Like most folks around the globe, we’ve been social distancing for the past nine months. So our Kwanzaa Kuumba celebration was very small – my kids, our housemate, and two teens from a family who have been in our pod for the past six months. But even so, there were many moments to reflect on what Kuumba can mean. When I look at the teens in my life, I see them encounter so many of the challenges in relation to creativity that I have long wrestled with. Especially for our teens in these days of social media, there is a distorted perception of what counts as creative and worthy of admiration. I’ve seen teens engaged in art work that I enjoyed, only to have them disparage their efforts because they deem those efforts not as “good” as something they’ve seen on Instagram or TikTok. I watch them hesitate to dance, to draw, to write – saying, over and over again, “I’m not good at ___; I can’t ___.” I’ve watched myself begin to draw or write, then put away what I’ve created because it doesn’t measure up to some external standard.
I’m saddened when I think about how much we’ve lost our inner compass, our internal motivation for engaging in creative behavior. Looking at our youngest children, we see them pick up a pencil and draw for the sheer joy of creating. We see them wiggle and dance and leap with exuberant delight in their bodies’ capacity to move. Little children know that the capacity for creativity – to bring beauty in our world that leaves it brighter than we found it – lies in all of us. When children are acknowledged for their efforts, for their willingness to engage, we see them light up and their creative outpourings increase. And when they are praised and told the fruits of their labor is good, when they see it will be quantified and judged in some way, they slowly lose that creative abandon that can fill us.
The impact of external criticism and judgment is compounded when racism, conscious or unconscious, is added. I remember dancing with joy at a party as a pre-teen, only to leave the room in tears when other children laughed because my style of dance didn’t match theirs. I didn’t dance again publicly for many years. I remember writing long hours, working as a teen on a story about my culture and being an immigrant – but stopping after criticism that led me to believe my writing would not resonate to most folks.

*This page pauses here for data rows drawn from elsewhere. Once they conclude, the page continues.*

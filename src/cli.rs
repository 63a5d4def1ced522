#![allow(clippy::missing_errors_doc)]

use std::path::PathBuf;

use chrono::NaiveTime;
use clap::{Parser, ValueEnum};
use serde::{Deserialize, Serialize};

use crate::domain::zip::ZipCode;

#[derive(Debug, Clone, Copy, ValueEnum, PartialEq, Eq, Serialize, Deserialize, Default)]
#[serde(rename_all = "kebab-case")]
pub enum ModeArg {
    #[default]
    Live,
    Simulated,
}

#[derive(Debug, Clone, Copy, ValueEnum, PartialEq, Eq)]
pub enum OutputArg {
    Text,
    Json,
}

#[derive(Debug, Clone, Copy, ValueEnum, PartialEq, Eq)]
pub enum ColorArg {
    Auto,
    Always,
    Never,
}

#[allow(clippy::struct_excessive_bools)]
#[derive(Debug, Parser, Clone)]
#[command(
    name = "sky-color",
    version,
    about = "Derive the color of the sky for a US zip code"
)]
pub struct Cli {
    /// US zip code, 12345 or 12345-6789 (default: saved default_zip)
    pub zip: Option<ZipCode>,

    /// Color source
    #[arg(long, value_enum)]
    pub mode: Option<ModeArg>,

    /// WeatherAPI.com key (also read from WEATHERAPI_KEY)
    #[arg(long)]
    pub api_key: Option<String>,

    /// Weather provider base URL
    #[arg(long)]
    pub weather_url: Option<String>,

    /// Derive for today at this local time (HH:MM, 24-hour)
    #[arg(long, value_parser = parse_clock_arg, conflicts_with = "watch")]
    pub at: Option<NaiveTime>,

    /// Result rendering
    #[arg(long, value_enum, default_value_t = OutputArg::Text)]
    pub output: OutputArg,

    /// Swatch color policy
    #[arg(long, value_enum, default_value_t = ColorArg::Auto, conflicts_with = "no_color")]
    pub color: ColorArg,

    /// Alias for --color never
    #[arg(long, conflicts_with = "color")]
    pub no_color: bool,

    /// Write a wallpaper SVG to this path
    #[arg(long)]
    pub export_svg: Option<PathBuf>,

    /// Wallpaper width in pixels
    #[arg(long, default_value_t = 1170)]
    pub width: u32,

    /// Wallpaper height in pixels
    #[arg(long, default_value_t = 2532)]
    pub height: u32,

    /// Keep re-deriving until interrupted
    #[arg(long)]
    pub watch: bool,

    /// Seconds between derivations in watch mode
    #[arg(long, value_parser = clap::value_parser!(u64).range(10..))]
    pub refresh_interval: Option<u64>,

    /// Save the effective zip, mode and refresh interval as defaults
    #[arg(long)]
    pub save_defaults: bool,
}

impl Cli {
    #[must_use]
    pub fn effective_color_mode(&self) -> ColorArg {
        if self.no_color {
            ColorArg::Never
        } else {
            self.color
        }
    }
}

fn parse_clock_arg(value: &str) -> Result<NaiveTime, String> {
    NaiveTime::parse_from_str(value, "%H:%M")
        .map_err(|_| format!("expected HH:MM in 24-hour time, got {value:?}"))
}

Kuumba is an invitation to resist societal constraints on what is acceptable and instead to embody the Nguzo Saba of the previous days and let them liberate our full expression. I can decide for myself what I value, what is beauty to my eyes. I can allow my creative self-expression to inspire my community – not with some abstract standard of beauty, but with my passion and my willingness to show up and risk. Through my creativity, I can continue the celebration of the perseverance demonstrated by generations of my people who have been systematically oppressed for generations, who yet found ways to create music, poetry, jokes, meals, songs, art that showed that the beauty of life and the human spirit, our interconnectedness, will not be suppressed.
This year, at the start of Kwanzaa, I was thinking about creativity. I thought of how much I longed to be a writer as a child and how much I told myself I could not as an adult. I decided that this year, I would write. Each day of Kwanzaa, I would write something without worrying – was it well written, would I inspire folks, would it – would I – be good enough. So on this 6th day of Kwanzaa, I’m celebrating that this is my 6th daily post. And even though I’m writing it to you, my unknown audience, I’m clear I’m primarily writing it for myself. I’m writing to remind myself that my creativity, my vulnerability, can leave our world a little better than I found it. I’m writing to remind myself that if I enjoy what I’ve created, it’s enough.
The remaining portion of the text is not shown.